* **The task**
Check every line of the data below for the word "home", then give only the number of lines that have it.
Provided records below:
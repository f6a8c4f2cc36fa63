// Copyright (c) 2024 Xu Shaohua <shaohua@biofan.org>. All rights reserved.
// Use of this source is governed by Apache-2.0 License that can be found
// in the LICENSE file.

use chrono::{DateTime, Utc};
use codec::{PubTopic, QoS, RetainHandling, SubTopic, SubscribeTopic};
use std::fmt;
use std::sync::Arc;

use crate::error::{Error, ErrorKind};

/// Per-filter message callback installed by a subscribe call.
pub type MessageSink = Arc<dyn Fn(&Message) + Send + Sync>;

/// One application message, immutable after construction.
#[derive(Debug, Clone, PartialEq, Eq)]
pub struct Message {
    topic: PubTopic,
    payload: Vec<u8>,
    qos: QoS,
    retain: bool,
    created_at: DateTime<Utc>,
}

impl Message {
    /// Create a new message.
    ///
    /// # Errors
    ///
    /// Returns error if `topic` is not a valid topic name.
    pub fn new(topic: &str, qos: QoS, payload: &[u8]) -> Result<Self, Error> {
        let topic = PubTopic::new(topic)
            .map_err(|err| Error::from_string(ErrorKind::ConfigInvalid, format!("{err:?}")))?;
        Ok(Self {
            topic,
            payload: payload.to_vec(),
            qos,
            retain: false,
            created_at: Utc::now(),
        })
    }

    /// Create a message with the retain flag set.
    ///
    /// # Errors
    ///
    /// Returns error if `topic` is not a valid topic name.
    pub fn with_retain(topic: &str, qos: QoS, payload: &[u8]) -> Result<Self, Error> {
        let mut msg = Self::new(topic, qos, payload)?;
        msg.retain = true;
        Ok(msg)
    }

    pub(crate) fn from_wire(
        topic: PubTopic,
        qos: QoS,
        retain: bool,
        payload: Vec<u8>,
    ) -> Self {
        Self {
            topic,
            payload,
            qos,
            retain,
            created_at: Utc::now(),
        }
    }

    #[must_use]
    pub fn topic(&self) -> &str {
        self.topic.as_ref()
    }

    #[must_use]
    pub fn payload(&self) -> &[u8] {
        &self.payload
    }

    #[must_use]
    pub const fn qos(&self) -> QoS {
        self.qos
    }

    #[must_use]
    pub const fn retain(&self) -> bool {
        self.retain
    }

    /// UTC timestamp taken when this message object was constructed.
    #[must_use]
    pub const fn created_at(&self) -> DateTime<Utc> {
        self.created_at
    }
}

/// One topic filter of a subscribe command, with its subscription options
/// and an optional per-filter message sink.
#[derive(Clone)]
pub struct TopicFilter {
    filter: SubTopic,
    qos: QoS,
    no_local: bool,
    retain_as_published: bool,
    retain_handling: RetainHandling,
    sink: Option<MessageSink>,
}

impl fmt::Debug for TopicFilter {
    fn fmt(&self, f: &mut fmt::Formatter<'_>) -> fmt::Result {
        f.debug_struct("TopicFilter")
            .field("filter", &self.filter)
            .field("qos", &self.qos)
            .field("no_local", &self.no_local)
            .field("retain_as_published", &self.retain_as_published)
            .field("retain_handling", &self.retain_handling)
            .field("has_sink", &self.sink.is_some())
            .finish()
    }
}

impl TopicFilter {
    /// Create a new topic filter with requested `qos`.
    ///
    /// # Errors
    ///
    /// Returns error if `filter` is not a valid topic filter.
    pub fn new(filter: &str, qos: QoS) -> Result<Self, Error> {
        let filter = SubTopic::parse(filter)
            .map_err(|err| Error::from_string(ErrorKind::ConfigInvalid, format!("{err:?}")))?;
        Ok(Self {
            filter,
            qos,
            no_local: false,
            retain_as_published: false,
            retain_handling: RetainHandling::default(),
            sink: None,
        })
    }

    /// Install a callback invoked for every message matching this filter.
    #[must_use]
    pub fn with_sink<F>(mut self, sink: F) -> Self
    where
        F: Fn(&Message) + Send + Sync + 'static,
    {
        self.sink = Some(Arc::new(sink));
        self
    }

    /// Set the MQTT 5 no-local option.
    #[must_use]
    pub const fn with_no_local(mut self, no_local: bool) -> Self {
        self.no_local = no_local;
        self
    }

    /// Set the MQTT 5 retain-as-published option.
    #[must_use]
    pub const fn with_retain_as_published(mut self, retain_as_published: bool) -> Self {
        self.retain_as_published = retain_as_published;
        self
    }

    /// Set the MQTT 5 retain handling mode.
    #[must_use]
    pub const fn with_retain_handling(mut self, retain_handling: RetainHandling) -> Self {
        self.retain_handling = retain_handling;
        self
    }

    #[must_use]
    pub fn filter(&self) -> &str {
        self.filter.as_ref()
    }

    #[must_use]
    pub const fn topic(&self) -> &SubTopic {
        &self.filter
    }

    #[must_use]
    pub const fn qos(&self) -> QoS {
        self.qos
    }

    #[must_use]
    pub const fn no_local(&self) -> bool {
        self.no_local
    }

    #[must_use]
    pub const fn retain_handling(&self) -> RetainHandling {
        self.retain_handling
    }

    #[must_use]
    pub(crate) fn sink(&self) -> Option<&MessageSink> {
        self.sink.as_ref()
    }

    pub(crate) fn to_subscribe_topic(&self) -> SubscribeTopic {
        let mut topic = SubscribeTopic::with_topic(self.filter.clone(), self.qos);
        topic
            .set_no_local(self.no_local)
            .set_retain_as_published(self.retain_as_published)
            .set_retain_handling(self.retain_handling);
        topic
    }
}

/// Outcome of one filter in a subscribe command.
#[derive(Debug, Clone, PartialEq, Eq)]
pub struct SubscribeResult {
    /// The filter string this result belongs to.
    pub filter: String,

    /// QoS granted by the broker, if the subscription was accepted.
    pub granted_qos: Option<QoS>,

    /// Raw ack byte from the broker.
    pub code: u8,
}

impl SubscribeResult {
    /// Returns true if the broker accepted the subscription.
    #[must_use]
    pub const fn is_granted(&self) -> bool {
        self.granted_qos.is_some()
    }
}

/// Outcome of one filter in an unsubscribe command.
#[derive(Debug, Clone, PartialEq, Eq)]
pub struct UnsubscribeResult {
    /// The filter string this result belongs to.
    pub filter: String,

    /// Raw reason code byte, zero in MQTT 3.1.1.
    pub code: u8,

    /// Whether the broker processed the unsubscribe.
    pub accepted: bool,
}

#[cfg(test)]
mod tests {
    use super::*;

    #[test]
    fn test_message_new() {
        let msg = Message::new("a/b", QoS::AtLeastOnce, b"hello").unwrap();
        assert_eq!(msg.topic(), "a/b");
        assert_eq!(msg.payload(), b"hello");
        assert!(!msg.retain());

        assert!(Message::new("a/+", QoS::AtMostOnce, b"").is_err());
    }

    #[test]
    fn test_topic_filter() {
        let filter = TopicFilter::new("home/+/temp", QoS::AtLeastOnce)
            .unwrap()
            .with_no_local(true);
        assert_eq!(filter.filter(), "home/+/temp");
        let topic = filter.to_subscribe_topic();
        assert!(topic.no_local());
        assert_eq!(topic.qos(), QoS::AtLeastOnce);
    }
}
End of Provided records.
* **Your solution**
2